Last night, the WALK, a main emphasis of our church's college ministry hosted the first WALK service on our church campus for the fall semester (last week the first WALK of the semester met on the World's Fair site in downtown Knoxville). To begin this semester, our College Pastor Tim Miller, is leading a series called Dirty Laundry, looking at things in our life that we try to ignore until we finally have to deal with them. To try to vividly attempt to help "change the way you view church" (a slogan our college ministry promotes to students), over 300 volunteers in our church had agreed to wash a bag of dirty laundry for a college student. For free. For a stranger. Just to help them.

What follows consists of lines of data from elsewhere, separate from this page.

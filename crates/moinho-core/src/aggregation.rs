//! # Sale Aggregation
//!
//! Derives a sale's totals from its line items, and the dashboard footer
//! from a list of sales.
//!
//! ```text
//! ┌─────────────────────────────────────────────────────────────────────────┐
//! │  items ──► for each: subtotal = quantity × unit_price                   │
//! │                      commission = subtotal × percent / 100              │
//! │        ──► SaleTotals { Σ subtotal, Σ commission }                      │
//! │                                                                         │
//! │  sales ──► SalesSummary { count, Σ total_value, Σ total_commission }    │
//! └─────────────────────────────────────────────────────────────────────────┘
//! ```
//!
//! Nothing here rounds. Formatting for display is [`Money::format`].
//!
//! Every step is checked: a sum that would overflow comes back as
//! [`CoreError::AmountOverflow`] instead of panicking the caller.

use serde::{Deserialize, Serialize};
use ts_rs::TS;

use crate::error::CoreError;
use crate::money::Money;
use crate::types::{LineItem, Sale};

fn overflow(what: &str) -> CoreError {
    CoreError::AmountOverflow {
        what: what.to_string(),
    }
}

/// Totals of one sale.
#[derive(Debug, Clone, Copy, PartialEq, Eq, Default, Serialize, Deserialize, TS)]
#[serde(rename_all = "camelCase")]
#[ts(export)]
pub struct SaleTotals {
    pub total_value: Money,
    pub total_commission: Money,
}

/// Sums value and commission over `items` in a single pass.
///
/// An empty slice gives zero totals.
///
/// ## Errors
/// `AmountOverflow` when a line or a running total does not fit.
///
/// ## Example
/// ```rust
/// use moinho_core::aggregation::aggregate;
/// use moinho_core::money::{CommissionRate, Money};
/// use moinho_core::types::LineItem;
///
/// let totals = aggregate(&[
///     LineItem::new("A", 2, Money::from_cents(1000), CommissionRate::from_percent_int(5)),
///     LineItem::new("B", 1, Money::from_cents(2000), CommissionRate::zero()),
/// ]).unwrap();
/// assert_eq!(totals.total_value, Money::from_cents(4000));
/// assert_eq!(totals.total_commission, Money::from_cents(100));
/// ```
pub fn aggregate(items: &[LineItem]) -> Result<SaleTotals, CoreError> {
    items.iter().try_fold(SaleTotals::default(), |acc, item| {
        let subtotal = item
            .unit_price
            .checked_multiply_quantity(item.quantity)
            .ok_or_else(|| overflow("sale items"))?;
        let commission = subtotal
            .checked_commission(item.commission_percent)
            .ok_or_else(|| overflow("sale items"))?;

        Ok(SaleTotals {
            total_value: acc
                .total_value
                .checked_add(subtotal)
                .ok_or_else(|| overflow("sale items"))?,
            total_commission: acc
                .total_commission
                .checked_add(commission)
                .ok_or_else(|| overflow("sale items"))?,
        })
    })
}

/// Footer of the sales dashboard.
#[derive(Debug, Clone, Copy, PartialEq, Eq, Default, Serialize, Deserialize, TS)]
#[serde(rename_all = "camelCase")]
#[ts(export)]
pub struct SalesSummary {
    pub count: usize,
    pub total_value: Money,
    pub total_commission: Money,
}

/// Sums the stored totals of `sales`.
pub fn summarize(sales: &[Sale]) -> Result<SalesSummary, CoreError> {
    sales.iter().try_fold(SalesSummary::default(), |acc, sale| {
        Ok(SalesSummary {
            count: acc.count + 1,
            total_value: acc
                .total_value
                .checked_add(sale.total_value)
                .ok_or_else(|| overflow("the sales list"))?,
            total_commission: acc
                .total_commission
                .checked_add(sale.total_commission)
                .ok_or_else(|| overflow("the sales list"))?,
        })
    })
}

#[cfg(test)]
mod tests {
    use super::*;
    use crate::money::CommissionRate;
    use chrono::{NaiveDate, Utc};
    use rust_decimal_macros::dec;

    fn item(qty: i64, price: rust_decimal::Decimal, pct: rust_decimal::Decimal) -> LineItem {
        LineItem::new("Farinha", qty, Money::new(price), CommissionRate::from_percent(pct))
    }

    #[test]
    fn test_two_items_example() {
        let totals = aggregate(&[item(2, dec!(10), dec!(5)), item(1, dec!(20), dec!(0))]).unwrap();
        assert_eq!(totals.total_value.amount(), dec!(40));
        assert_eq!(totals.total_commission.amount(), dec!(1.0));
    }

    #[test]
    fn test_empty_items_give_zero() {
        let totals = aggregate(&[]).unwrap();
        assert!(totals.total_value.is_zero());
        assert!(totals.total_commission.is_zero());
    }

    #[test]
    fn test_no_rounding_while_aggregating() {
        // 3 × 0.33 at 33.3% = 0.99 value, 0.32967 commission
        let totals = aggregate(&[item(3, dec!(0.33), dec!(33.3))]).unwrap();
        assert_eq!(totals.total_value.amount(), dec!(0.99));
        assert_eq!(totals.total_commission.amount(), dec!(0.32967));
    }

    #[test]
    fn test_totals_equal_sum_of_lines() {
        let items = vec![
            item(7, dec!(12.34), dec!(2.5)),
            item(1, dec!(0.01), dec!(100)),
            item(100, dec!(99.99), dec!(0)),
        ];
        let totals = aggregate(&items).unwrap();
        let value: Money = items.iter().map(LineItem::subtotal).sum();
        let commission: Money = items.iter().map(LineItem::commission).sum();
        assert_eq!(totals.total_value, value);
        assert_eq!(totals.total_commission, commission);
    }

    fn sale(value: Money, commission: Money) -> Sale {
        let now = Utc::now();
        Sale {
            id: uuid::Uuid::new_v4().to_string(),
            owner_id: "u1".to_string(),
            bakery_id: None,
            buyer_name: "Padaria".to_string(),
            date: NaiveDate::from_ymd_opt(2024, 1, 1).unwrap(),
            items: vec![],
            total_value: value,
            total_commission: commission,
            created_at: now,
            updated_at: now,
        }
    }

    #[test]
    fn test_summarize() {
        let summary = summarize(&[
            sale(Money::from_cents(4000), Money::from_cents(100)),
            sale(Money::from_cents(500), Money::from_cents(50)),
        ])
        .unwrap();
        assert_eq!(summary.count, 2);
        assert_eq!(summary.total_value, Money::from_cents(4500));
        assert_eq!(summary.total_commission, Money::from_cents(150));

        assert_eq!(summarize(&[]).unwrap(), SalesSummary::default());
    }

    #[test]
    fn test_aggregate_overflow_is_an_error() {
        let max = rust_decimal::Decimal::MAX;
        assert!(matches!(
            aggregate(&[item(2, max, dec!(0))]),
            Err(CoreError::AmountOverflow { .. })
        ));
        assert!(matches!(
            aggregate(&[item(1, max, dec!(0)), item(1, max, dec!(0))]),
            Err(CoreError::AmountOverflow { .. })
        ));
        assert!(matches!(
            aggregate(&[item(1, max, dec!(100))]),
            Err(CoreError::AmountOverflow { .. })
        ));
    }

    #[test]
    fn test_summarize_overflow_is_an_error() {
        let half = Money::new(dec!(50000000000000000000000000000));
        let err = summarize(&[sale(half, Money::zero()), sale(half, Money::zero())]).unwrap_err();
        assert!(matches!(err, CoreError::AmountOverflow { .. }));
    }
}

Only 50 or so students actually brought bags to be washed. Some people may see that as a disappointment, as if the number of bags washed was somehow the measure of success or failure of the Dirty Laundry campaign. But I see Dirty Laundry as a huge success: over 300 people volunteered to help someone they didn't know, offering to help meet a need; two small groups and one bible fellowship class helped with processing the laundry from the students to the "washers" and then receiving the clean laundry back at the church; members of the church's disaster relief team set-up their laundry trailer and were prepared to wash laundry all night long if necessary and, while they weren't called into service, dozens of people toured the trailer and learned about this unique ministry; and 200 or so people showed up at church at 9:00 PM "ready and willing" to wash laundry but were able to go home and get to bed much earlier than they otherwise would have.
The best thing about Dirty Laundry: over 900 college students were worshipping together at the WALK last night.